Le 9, d’Estaing avait fait descendre dans l’île de Conanicut des bataillons de débarquement qu’il comptait faire manœuvrer pendant quelques heures pour les préparer à l’assaut général du lendemain. Le temps était brumeux, comme cela arrive souvent en cette région, même en plein été. Avec le soleil montant, la brume se dissipa. L’amiral découvrit alors au large un spectacle inattendu. Le Protecteur et la Provence se réfugiaient à toute vitesse dans le chenal de l’Ouest, et une escadre de trente-six voiles, dont quatorze vaisseaux à deux batteries, s’approchait de la côte. On devine ce qui s’était passé. Howe, rendu à la liberté depuis le 22 juillet, avait quitté le mouillage de Sandy Hook ; renforcé de plusieurs bâtimens, il s’était mis à notre poursuite. C’était la position de Sandy Hook retournée : nous dans une impasse, les Anglais à la sortie.

Il convient de louer ici la fermeté et surtout la présence d’esprit de d’Estaing. Surpris tout à coup par ce contretemps si fâcheux, imputable avant tout aux retards de Sullivan, il ne perdit pas une minute pour faire face au danger ; sa décision, son énergie, sa rapidité auraient mérité une meilleure récompense.

Il employa la soirée du 9 à s’embosser très solidement dans le cas d’une attaque directe de l’ennemi ; il avait à présent onze vaisseaux : la Provence avait rejoint les autres ; pour le Protecteur, son tirant d’eau l’avait obligé de rester dans le chenal de l’Ouest.

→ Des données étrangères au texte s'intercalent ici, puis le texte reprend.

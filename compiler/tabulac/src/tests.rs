#![allow(clippy::unwrap_used, clippy::expect_used)]

use std::io::Cursor;

use pretty_assertions::assert_eq;

use super::*;

fn options(args: &[&str]) -> CliOptions {
    parse_args(args.iter().map(|arg| (*arg).to_owned())).unwrap()
}

#[test]
fn first_line_of_input_without_terminator() {
    let formula = read_formula(&options(&[]), Cursor::new("a & b\r\nignored\n")).unwrap();
    assert_eq!(formula, "a & b");
}

#[test]
fn empty_input_is_an_empty_formula() {
    let formula = read_formula(&options(&[]), Cursor::new("")).unwrap();
    assert_eq!(formula, "");
}

#[test]
fn argument_wins_over_input() {
    let formula = read_formula(&options(&["x | y"]), Cursor::new("a\n")).unwrap();
    assert_eq!(formula, "x | y");
}

#[test]
fn run_dispatches_on_command() {
    let mut out = Vec::new();
    run(&options(&["parse"]), "a&b|c", &mut out).unwrap();
    assert_eq!(String::from_utf8(out).unwrap(), "a & b | c\n");

    let mut out = Vec::new();
    run(&options(&["help"]), "", &mut out).unwrap();
    assert_eq!(String::from_utf8(out).unwrap(), USAGE);

    let mut out = Vec::new();
    run(&options(&["--table-only"]), "p", &mut out).unwrap();
    assert_eq!(String::from_utf8(out).unwrap(), "p\n0\n1\n");
}

#[test]
fn evaluation_errors_have_their_own_exit_code() {
    let err = CliError::from(tabula_eval::TableError::Eval(
        tabula_eval::EvalError::UndeclaredVariable {
            name: "x".to_owned(),
        },
    ));
    assert_eq!(err.exit_code(), 5);
    assert_eq!(err.to_string(), "undeclared variable `x`");
}

#[test]
fn init_tracing_is_idempotent() {
    init_tracing();
    init_tracing();
}

#[test]
fn deeply_nested_syntax_error_exits_with_parse_code() {
    let source = format!("{}x )", "!".repeat(1_000_000));
    let mut out = Vec::new();
    let err = run(&options(&["parse"]), &source, &mut out).unwrap_err();
    assert!(matches!(err, CliError::Parse(_)));
    assert_eq!(err.exit_code(), 3);
    assert!(out.is_empty());
}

La nuit se passa sous les armes, mais sans alertes. Bien que les vents dominans dans la saison, c’est-à-dire les vents du sud, invitassent les Anglais à une attaque, Howe avait mouillé à une certaine distance de la terre. Le 10 au matin, le vent tourna peu à peu pour passer au nord. En un instant, d’Estaing prit son parti : à six heures et demie du matin, signal de se tenir prêt à appareiller ; à huit heures et demie, signal de couper les câbles et de filer au sud.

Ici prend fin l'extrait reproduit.